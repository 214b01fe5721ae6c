//! SQLite storage backend
//!
//! Sections are rows of a single key-value table. An upsert replaces the
//! whole section in one statement.

use std::path::{Path, PathBuf};
use std::time::Duration;

use carebridge_core::{StorageBackend, StorageError};
use parking_lot::Mutex;
use rusqlite::{params, Connection, OptionalExtension};
use tracing::{debug, info, instrument};

use crate::errors::InfraError;

const SCHEMA_SQL: &str = "
CREATE TABLE IF NOT EXISTS offline_sections (
    key         TEXT PRIMARY KEY NOT NULL,
    value       TEXT NOT NULL,
    updated_at  INTEGER NOT NULL
);
";

const BUSY_TIMEOUT: Duration = Duration::from_secs(5);

/// Offline sections stored in a `rusqlite` key-value table
pub struct SqliteStorage {
    conn: Mutex<Connection>,
    path: Option<PathBuf>,
}

impl std::fmt::Debug for SqliteStorage {
    fn fmt(&self, f: &mut std::fmt::Formatter<'_>) -> std::fmt::Result {
        f.debug_struct("SqliteStorage").field("path", &self.path).finish_non_exhaustive()
    }
}

fn unavailable(err: rusqlite::Error) -> StorageError {
    StorageError::from(InfraError::from(err))
}

fn write_failed(key: &str, err: rusqlite::Error) -> StorageError {
    StorageError::WriteFailed { key: key.to_string(), message: InfraError::from(err).to_string() }
}

impl SqliteStorage {
    /// Open the database file, creating it and its schema when missing
    ///
    /// # Errors
    /// Returns [`StorageError::Unavailable`] if the file cannot be opened or
    /// the schema cannot be created.
    #[instrument(skip_all, fields(db_path = %path.as_ref().display()))]
    pub fn open(path: impl AsRef<Path>) -> Result<Self, StorageError> {
        let path = path.as_ref().to_path_buf();
        if let Some(parent) = path.parent().filter(|p| !p.as_os_str().is_empty()) {
            std::fs::create_dir_all(parent)
                .map_err(|err| StorageError::from(InfraError::from(err)))?;
        }

        let conn = Connection::open(&path).map_err(unavailable)?;
        let storage = Self::with_connection(conn, Some(path))?;
        info!("sqlite storage initialised");
        Ok(storage)
    }

    /// Private in-memory database, gone when the storage is dropped
    ///
    /// # Errors
    /// Returns [`StorageError::Unavailable`] if the schema cannot be created.
    pub fn open_in_memory() -> Result<Self, StorageError> {
        let conn = Connection::open_in_memory().map_err(unavailable)?;
        Self::with_connection(conn, None)
    }

    fn with_connection(conn: Connection, path: Option<PathBuf>) -> Result<Self, StorageError> {
        conn.busy_timeout(BUSY_TIMEOUT).map_err(unavailable)?;
        conn.execute_batch(SCHEMA_SQL).map_err(unavailable)?;
        Ok(Self { conn: Mutex::new(conn), path })
    }

    /// Database file path, `None` for in-memory storage
    pub fn path(&self) -> Option<&Path> {
        self.path.as_deref()
    }

    /// Milliseconds since the epoch of the last write to `key`
    ///
    /// # Errors
    /// Returns [`StorageError::Unavailable`] when the query fails.
    pub fn updated_at(&self, key: &str) -> Result<Option<i64>, StorageError> {
        let conn = self.conn.lock();
        conn.query_row(
            "SELECT updated_at FROM offline_sections WHERE key = ?1",
            params![key],
            |row| row.get::<_, i64>(0),
        )
        .optional()
        .map_err(unavailable)
    }

    /// Keys of every stored section, sorted
    ///
    /// # Errors
    /// Returns [`StorageError::Unavailable`] when the query fails.
    pub fn section_keys(&self) -> Result<Vec<String>, StorageError> {
        let conn = self.conn.lock();
        let mut stmt =
            conn.prepare("SELECT key FROM offline_sections ORDER BY key").map_err(unavailable)?;
        let keys = stmt
            .query_map([], |row| row.get::<_, String>(0))
            .map_err(unavailable)?
            .collect::<Result<Vec<_>, _>>()
            .map_err(unavailable)?;
        Ok(keys)
    }
}

impl StorageBackend for SqliteStorage {
    fn read(&self, key: &str) -> Result<Option<String>, StorageError> {
        let conn = self.conn.lock();
        conn.query_row("SELECT value FROM offline_sections WHERE key = ?1", params![key], |row| {
            row.get::<_, String>(0)
        })
        .optional()
        .map_err(unavailable)
    }

    fn write(&self, key: &str, value: &str) -> Result<(), StorageError> {
        let now = chrono::Utc::now().timestamp_millis();
        let conn = self.conn.lock();
        conn.execute(
            "INSERT INTO offline_sections (key, value, updated_at) VALUES (?1, ?2, ?3)
             ON CONFLICT(key) DO UPDATE
             SET value = excluded.value, updated_at = excluded.updated_at",
            params![key, value, now],
        )
        .map_err(|err| write_failed(key, err))?;
        debug!(key, bytes = value.len(), "section upserted");
        Ok(())
    }

    fn remove(&self, key: &str) -> Result<(), StorageError> {
        let conn = self.conn.lock();
        conn.execute("DELETE FROM offline_sections WHERE key = ?1", params![key])
            .map_err(|err| write_failed(key, err))?;
        Ok(())
    }

    fn backend_name(&self) -> &'static str {
        "sqlite"
    }
}

#[cfg(test)]
mod tests {
    use tempfile::TempDir;

    use super::*;

    #[test]
    fn upsert_replaces_section() {
        let storage = SqliteStorage::open_in_memory().unwrap();
        storage.write("offlineData", r#"{"a":1}"#).unwrap();
        storage.write("offlineData", r#"{"a":2}"#).unwrap();

        assert_eq!(storage.read("offlineData").unwrap().as_deref(), Some(r#"{"a":2}"#));
        assert_eq!(storage.section_keys().unwrap(), vec!["offlineData".to_string()]);
    }

    #[test]
    fn missing_and_removed_sections_read_as_none() {
        let storage = SqliteStorage::open_in_memory().unwrap();
        assert_eq!(storage.read("pendingActions").unwrap(), None);

        storage.write("pendingActions", "[]").unwrap();
        storage.remove("pendingActions").unwrap();
        storage.remove("pendingActions").unwrap();
        assert_eq!(storage.read("pendingActions").unwrap(), None);
        assert_eq!(storage.updated_at("pendingActions").unwrap(), None);
    }

    #[test]
    fn records_update_time() {
        let storage = SqliteStorage::open_in_memory().unwrap();
        let before = chrono::Utc::now().timestamp_millis();
        storage.write("lastSyncTimestamp", "1700000000000").unwrap();

        let updated = storage.updated_at("lastSyncTimestamp").unwrap().unwrap();
        assert!(updated >= before);
    }

    #[test]
    fn sections_survive_reopen() {
        let dir = TempDir::new().unwrap();
        let path = dir.path().join("nested").join("offline.sqlite3");

        {
            let storage = SqliteStorage::open(&path).unwrap();
            storage.write("deadLetterActions", "[]").unwrap();
            assert_eq!(storage.path(), Some(path.as_path()));
        }

        let reopened = SqliteStorage::open(&path).unwrap();
        assert_eq!(reopened.read("deadLetterActions").unwrap().as_deref(), Some("[]"));
    }

    #[test]
    fn garbage_file_is_unavailable() {
        let dir = TempDir::new().unwrap();
        let path = dir.path().join("not-a-db.sqlite3");
        std::fs::write(&path, vec![0x42_u8; 4096]).unwrap();

        let err = SqliteStorage::open(&path).unwrap_err();
        assert!(matches!(err, StorageError::Unavailable(_)));
    }
}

*EXERCISE*
The expected answer is one number: how many lines of the material contain the word "SqliteStorage".

*OUTPUT FOR THIS TASK*
11